Exercise
Please output exactly the lines of the material from the first through the line containing "once and every", and nothing more.

Provided records
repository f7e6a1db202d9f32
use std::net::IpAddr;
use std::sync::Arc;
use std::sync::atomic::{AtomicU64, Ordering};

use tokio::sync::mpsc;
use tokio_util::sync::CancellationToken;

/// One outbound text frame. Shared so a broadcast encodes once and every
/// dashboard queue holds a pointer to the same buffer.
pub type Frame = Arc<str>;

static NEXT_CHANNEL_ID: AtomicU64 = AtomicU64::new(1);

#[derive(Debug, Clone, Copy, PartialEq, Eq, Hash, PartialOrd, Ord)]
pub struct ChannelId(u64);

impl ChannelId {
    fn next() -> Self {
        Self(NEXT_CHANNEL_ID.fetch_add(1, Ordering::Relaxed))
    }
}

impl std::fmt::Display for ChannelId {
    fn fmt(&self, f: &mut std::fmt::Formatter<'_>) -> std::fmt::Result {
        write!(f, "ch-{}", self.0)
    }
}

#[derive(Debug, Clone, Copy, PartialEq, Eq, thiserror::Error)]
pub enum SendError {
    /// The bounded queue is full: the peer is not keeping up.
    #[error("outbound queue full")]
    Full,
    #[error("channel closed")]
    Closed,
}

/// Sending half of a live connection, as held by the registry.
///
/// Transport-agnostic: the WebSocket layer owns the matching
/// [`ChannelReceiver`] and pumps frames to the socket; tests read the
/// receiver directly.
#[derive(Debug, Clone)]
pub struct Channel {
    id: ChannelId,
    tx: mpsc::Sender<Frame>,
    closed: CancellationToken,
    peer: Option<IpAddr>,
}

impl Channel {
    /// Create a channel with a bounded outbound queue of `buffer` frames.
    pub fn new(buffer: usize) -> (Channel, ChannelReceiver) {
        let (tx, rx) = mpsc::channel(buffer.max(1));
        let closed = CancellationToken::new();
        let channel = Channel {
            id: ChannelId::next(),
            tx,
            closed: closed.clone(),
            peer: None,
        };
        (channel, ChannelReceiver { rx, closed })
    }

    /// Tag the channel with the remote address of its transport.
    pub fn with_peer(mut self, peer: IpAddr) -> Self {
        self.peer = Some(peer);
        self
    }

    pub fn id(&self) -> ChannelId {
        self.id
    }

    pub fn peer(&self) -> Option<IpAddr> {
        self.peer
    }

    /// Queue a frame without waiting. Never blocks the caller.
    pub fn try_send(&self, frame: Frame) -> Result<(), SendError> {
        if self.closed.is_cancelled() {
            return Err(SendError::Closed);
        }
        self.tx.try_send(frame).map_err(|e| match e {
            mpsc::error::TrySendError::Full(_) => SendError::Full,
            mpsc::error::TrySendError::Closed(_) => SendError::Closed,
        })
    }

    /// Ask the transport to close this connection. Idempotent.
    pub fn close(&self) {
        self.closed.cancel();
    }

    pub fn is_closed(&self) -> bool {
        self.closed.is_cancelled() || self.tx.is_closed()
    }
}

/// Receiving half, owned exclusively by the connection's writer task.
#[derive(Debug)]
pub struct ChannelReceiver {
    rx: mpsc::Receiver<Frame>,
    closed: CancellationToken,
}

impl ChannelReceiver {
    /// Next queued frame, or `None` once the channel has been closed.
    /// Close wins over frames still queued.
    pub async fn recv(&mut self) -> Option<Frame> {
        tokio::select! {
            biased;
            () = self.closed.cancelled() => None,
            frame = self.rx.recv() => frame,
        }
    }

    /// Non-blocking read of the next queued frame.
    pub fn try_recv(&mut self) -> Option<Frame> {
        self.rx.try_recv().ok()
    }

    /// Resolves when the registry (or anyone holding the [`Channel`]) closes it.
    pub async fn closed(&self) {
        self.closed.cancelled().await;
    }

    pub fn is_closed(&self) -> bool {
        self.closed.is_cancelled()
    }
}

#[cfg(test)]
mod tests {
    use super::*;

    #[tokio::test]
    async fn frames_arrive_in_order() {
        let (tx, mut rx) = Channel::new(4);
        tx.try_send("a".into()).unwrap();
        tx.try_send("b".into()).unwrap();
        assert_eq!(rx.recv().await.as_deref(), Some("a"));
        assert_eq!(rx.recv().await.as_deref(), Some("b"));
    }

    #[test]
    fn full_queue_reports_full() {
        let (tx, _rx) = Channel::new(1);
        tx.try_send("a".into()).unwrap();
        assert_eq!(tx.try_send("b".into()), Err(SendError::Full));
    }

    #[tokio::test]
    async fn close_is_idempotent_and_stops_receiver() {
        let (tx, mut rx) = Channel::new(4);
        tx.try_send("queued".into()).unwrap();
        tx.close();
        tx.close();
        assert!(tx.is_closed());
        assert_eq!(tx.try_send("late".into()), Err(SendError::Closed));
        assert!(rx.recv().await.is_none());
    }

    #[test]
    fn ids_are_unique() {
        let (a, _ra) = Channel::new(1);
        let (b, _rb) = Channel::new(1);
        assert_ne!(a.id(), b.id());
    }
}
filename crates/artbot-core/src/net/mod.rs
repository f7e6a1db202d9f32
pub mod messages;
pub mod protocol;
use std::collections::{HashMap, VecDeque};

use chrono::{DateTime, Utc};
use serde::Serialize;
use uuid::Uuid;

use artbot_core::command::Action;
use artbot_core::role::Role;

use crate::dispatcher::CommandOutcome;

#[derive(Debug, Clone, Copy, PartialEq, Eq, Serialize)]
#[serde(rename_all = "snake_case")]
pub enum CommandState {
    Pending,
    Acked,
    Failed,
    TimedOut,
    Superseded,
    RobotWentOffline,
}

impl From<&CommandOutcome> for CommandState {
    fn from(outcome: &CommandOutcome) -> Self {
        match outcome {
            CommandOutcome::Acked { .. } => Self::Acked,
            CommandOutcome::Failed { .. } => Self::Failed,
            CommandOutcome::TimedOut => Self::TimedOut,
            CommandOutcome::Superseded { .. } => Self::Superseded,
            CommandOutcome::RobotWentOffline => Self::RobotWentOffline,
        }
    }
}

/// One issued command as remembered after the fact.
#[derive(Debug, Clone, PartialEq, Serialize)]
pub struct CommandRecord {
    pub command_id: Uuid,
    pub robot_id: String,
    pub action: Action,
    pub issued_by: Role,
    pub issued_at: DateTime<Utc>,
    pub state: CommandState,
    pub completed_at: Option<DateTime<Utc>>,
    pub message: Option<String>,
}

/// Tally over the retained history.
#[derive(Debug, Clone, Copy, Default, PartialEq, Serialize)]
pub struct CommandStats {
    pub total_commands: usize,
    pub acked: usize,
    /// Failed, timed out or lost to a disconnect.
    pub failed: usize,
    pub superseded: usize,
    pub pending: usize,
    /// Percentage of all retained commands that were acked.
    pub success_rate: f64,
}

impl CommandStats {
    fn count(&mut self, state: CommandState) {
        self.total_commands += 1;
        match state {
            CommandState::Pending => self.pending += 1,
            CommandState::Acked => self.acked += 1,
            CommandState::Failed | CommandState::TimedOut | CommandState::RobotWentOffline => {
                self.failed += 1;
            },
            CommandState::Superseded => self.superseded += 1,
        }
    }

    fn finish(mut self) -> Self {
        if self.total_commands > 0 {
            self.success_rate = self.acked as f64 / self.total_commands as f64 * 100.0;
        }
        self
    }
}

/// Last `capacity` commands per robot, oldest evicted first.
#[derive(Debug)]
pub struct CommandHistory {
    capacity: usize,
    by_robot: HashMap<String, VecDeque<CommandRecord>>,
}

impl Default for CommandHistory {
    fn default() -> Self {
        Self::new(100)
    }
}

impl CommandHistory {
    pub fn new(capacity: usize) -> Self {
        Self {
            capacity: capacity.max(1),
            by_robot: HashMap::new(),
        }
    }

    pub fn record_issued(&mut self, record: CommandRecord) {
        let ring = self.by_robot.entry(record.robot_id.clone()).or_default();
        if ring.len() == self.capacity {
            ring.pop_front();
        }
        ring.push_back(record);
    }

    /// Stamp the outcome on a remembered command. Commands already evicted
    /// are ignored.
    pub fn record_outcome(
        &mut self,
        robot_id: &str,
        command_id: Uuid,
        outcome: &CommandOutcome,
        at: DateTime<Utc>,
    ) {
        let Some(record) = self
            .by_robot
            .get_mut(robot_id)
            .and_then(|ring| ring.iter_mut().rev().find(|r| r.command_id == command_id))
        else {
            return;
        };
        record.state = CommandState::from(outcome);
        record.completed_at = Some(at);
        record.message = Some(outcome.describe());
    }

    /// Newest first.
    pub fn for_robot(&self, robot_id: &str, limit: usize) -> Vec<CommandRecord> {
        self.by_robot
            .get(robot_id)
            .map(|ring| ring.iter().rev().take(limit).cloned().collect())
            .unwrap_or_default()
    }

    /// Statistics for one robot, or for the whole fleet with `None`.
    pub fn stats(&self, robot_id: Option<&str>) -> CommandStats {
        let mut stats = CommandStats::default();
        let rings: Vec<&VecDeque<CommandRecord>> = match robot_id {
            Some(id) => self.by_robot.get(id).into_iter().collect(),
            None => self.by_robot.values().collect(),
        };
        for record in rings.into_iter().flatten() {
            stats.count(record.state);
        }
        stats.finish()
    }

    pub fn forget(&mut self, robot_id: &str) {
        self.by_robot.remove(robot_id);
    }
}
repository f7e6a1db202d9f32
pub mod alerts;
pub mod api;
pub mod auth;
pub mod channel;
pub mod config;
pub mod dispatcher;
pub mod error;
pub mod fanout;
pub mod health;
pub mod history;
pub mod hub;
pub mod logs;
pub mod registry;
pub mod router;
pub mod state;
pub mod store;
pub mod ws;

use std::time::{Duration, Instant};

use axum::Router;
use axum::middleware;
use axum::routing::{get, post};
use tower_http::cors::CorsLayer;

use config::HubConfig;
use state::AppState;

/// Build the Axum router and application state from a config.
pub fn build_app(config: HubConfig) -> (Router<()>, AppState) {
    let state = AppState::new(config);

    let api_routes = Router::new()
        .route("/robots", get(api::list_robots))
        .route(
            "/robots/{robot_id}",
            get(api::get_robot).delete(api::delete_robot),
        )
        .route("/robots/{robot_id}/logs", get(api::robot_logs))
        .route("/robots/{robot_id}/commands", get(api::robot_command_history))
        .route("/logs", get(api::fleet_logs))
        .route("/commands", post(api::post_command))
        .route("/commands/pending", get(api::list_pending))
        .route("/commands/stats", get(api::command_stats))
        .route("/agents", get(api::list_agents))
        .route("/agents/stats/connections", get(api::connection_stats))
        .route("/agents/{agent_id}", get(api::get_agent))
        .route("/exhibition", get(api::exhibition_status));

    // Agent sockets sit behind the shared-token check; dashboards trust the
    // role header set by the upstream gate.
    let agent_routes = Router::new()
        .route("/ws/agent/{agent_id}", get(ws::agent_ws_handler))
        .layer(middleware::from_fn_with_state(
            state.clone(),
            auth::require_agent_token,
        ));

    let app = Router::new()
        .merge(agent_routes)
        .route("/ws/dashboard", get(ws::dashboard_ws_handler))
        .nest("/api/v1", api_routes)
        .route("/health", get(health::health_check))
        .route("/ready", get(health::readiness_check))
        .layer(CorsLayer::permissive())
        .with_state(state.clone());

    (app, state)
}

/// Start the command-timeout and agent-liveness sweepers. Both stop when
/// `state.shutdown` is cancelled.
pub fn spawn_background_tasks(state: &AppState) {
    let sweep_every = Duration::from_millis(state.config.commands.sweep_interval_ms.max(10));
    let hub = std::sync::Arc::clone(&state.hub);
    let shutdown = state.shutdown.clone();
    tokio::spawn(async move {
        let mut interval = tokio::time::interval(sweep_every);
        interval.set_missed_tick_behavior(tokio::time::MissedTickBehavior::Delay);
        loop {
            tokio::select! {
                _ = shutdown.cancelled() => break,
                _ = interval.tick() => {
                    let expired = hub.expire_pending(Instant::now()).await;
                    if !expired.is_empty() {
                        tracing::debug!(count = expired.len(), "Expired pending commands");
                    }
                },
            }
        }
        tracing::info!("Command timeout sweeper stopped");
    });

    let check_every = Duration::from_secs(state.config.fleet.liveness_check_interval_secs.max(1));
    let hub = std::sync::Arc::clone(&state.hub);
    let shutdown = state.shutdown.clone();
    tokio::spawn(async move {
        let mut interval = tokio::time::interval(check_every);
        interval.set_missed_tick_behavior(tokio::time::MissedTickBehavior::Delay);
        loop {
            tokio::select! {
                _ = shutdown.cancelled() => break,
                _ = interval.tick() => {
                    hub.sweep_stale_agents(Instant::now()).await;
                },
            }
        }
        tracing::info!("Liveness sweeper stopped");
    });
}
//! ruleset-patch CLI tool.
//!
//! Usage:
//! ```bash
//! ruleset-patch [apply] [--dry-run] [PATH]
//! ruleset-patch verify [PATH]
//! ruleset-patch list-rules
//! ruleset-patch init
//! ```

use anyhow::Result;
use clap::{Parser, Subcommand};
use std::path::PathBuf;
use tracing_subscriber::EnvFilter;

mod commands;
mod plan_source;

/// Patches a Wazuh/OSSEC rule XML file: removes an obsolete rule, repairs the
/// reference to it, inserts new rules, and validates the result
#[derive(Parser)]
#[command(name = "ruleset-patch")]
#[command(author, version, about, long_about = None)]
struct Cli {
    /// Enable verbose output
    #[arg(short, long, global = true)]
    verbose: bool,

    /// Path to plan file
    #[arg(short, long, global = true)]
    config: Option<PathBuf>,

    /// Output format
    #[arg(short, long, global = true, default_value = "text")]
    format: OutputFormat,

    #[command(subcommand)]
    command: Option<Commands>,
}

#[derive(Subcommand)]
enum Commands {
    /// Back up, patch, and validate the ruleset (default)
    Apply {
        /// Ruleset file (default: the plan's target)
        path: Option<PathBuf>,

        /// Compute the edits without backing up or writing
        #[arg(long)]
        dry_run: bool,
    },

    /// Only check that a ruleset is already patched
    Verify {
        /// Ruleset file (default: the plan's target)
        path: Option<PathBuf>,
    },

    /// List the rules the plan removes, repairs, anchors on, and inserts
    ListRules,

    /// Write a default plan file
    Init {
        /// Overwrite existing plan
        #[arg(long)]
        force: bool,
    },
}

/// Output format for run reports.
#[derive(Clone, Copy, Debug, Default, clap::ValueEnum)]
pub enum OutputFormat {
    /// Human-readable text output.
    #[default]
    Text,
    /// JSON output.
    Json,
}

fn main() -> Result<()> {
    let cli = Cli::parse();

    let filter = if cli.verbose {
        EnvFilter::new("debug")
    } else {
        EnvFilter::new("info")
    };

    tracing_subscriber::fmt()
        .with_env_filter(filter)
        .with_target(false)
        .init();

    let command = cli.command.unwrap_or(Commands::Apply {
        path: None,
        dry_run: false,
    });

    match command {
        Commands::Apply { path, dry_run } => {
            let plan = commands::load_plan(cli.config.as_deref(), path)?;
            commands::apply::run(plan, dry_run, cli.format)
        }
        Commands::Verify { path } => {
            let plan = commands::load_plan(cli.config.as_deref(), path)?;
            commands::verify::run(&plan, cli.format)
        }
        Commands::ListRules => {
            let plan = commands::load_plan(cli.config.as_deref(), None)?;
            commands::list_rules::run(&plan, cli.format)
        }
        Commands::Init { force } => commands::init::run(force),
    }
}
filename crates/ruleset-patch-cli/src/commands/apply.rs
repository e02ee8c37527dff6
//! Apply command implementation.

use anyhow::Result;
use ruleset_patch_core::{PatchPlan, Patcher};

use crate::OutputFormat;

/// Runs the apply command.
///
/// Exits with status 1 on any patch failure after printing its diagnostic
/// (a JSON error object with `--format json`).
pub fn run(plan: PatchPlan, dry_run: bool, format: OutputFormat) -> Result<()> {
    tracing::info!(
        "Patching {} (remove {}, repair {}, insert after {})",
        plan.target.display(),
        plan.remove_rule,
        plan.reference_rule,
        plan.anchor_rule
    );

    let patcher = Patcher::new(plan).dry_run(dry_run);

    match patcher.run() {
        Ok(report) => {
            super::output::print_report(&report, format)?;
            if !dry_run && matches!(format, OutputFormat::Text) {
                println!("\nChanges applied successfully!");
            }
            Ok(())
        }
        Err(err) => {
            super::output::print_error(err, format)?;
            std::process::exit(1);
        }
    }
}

Written answer
repository f7e6a1db202d9f32
use std::net::IpAddr;
use std::sync::Arc;
use std::sync::atomic::{AtomicU64, Ordering};

use tokio::sync::mpsc;
use tokio_util::sync::CancellationToken;

/// One outbound text frame. Shared so a broadcast encodes once and every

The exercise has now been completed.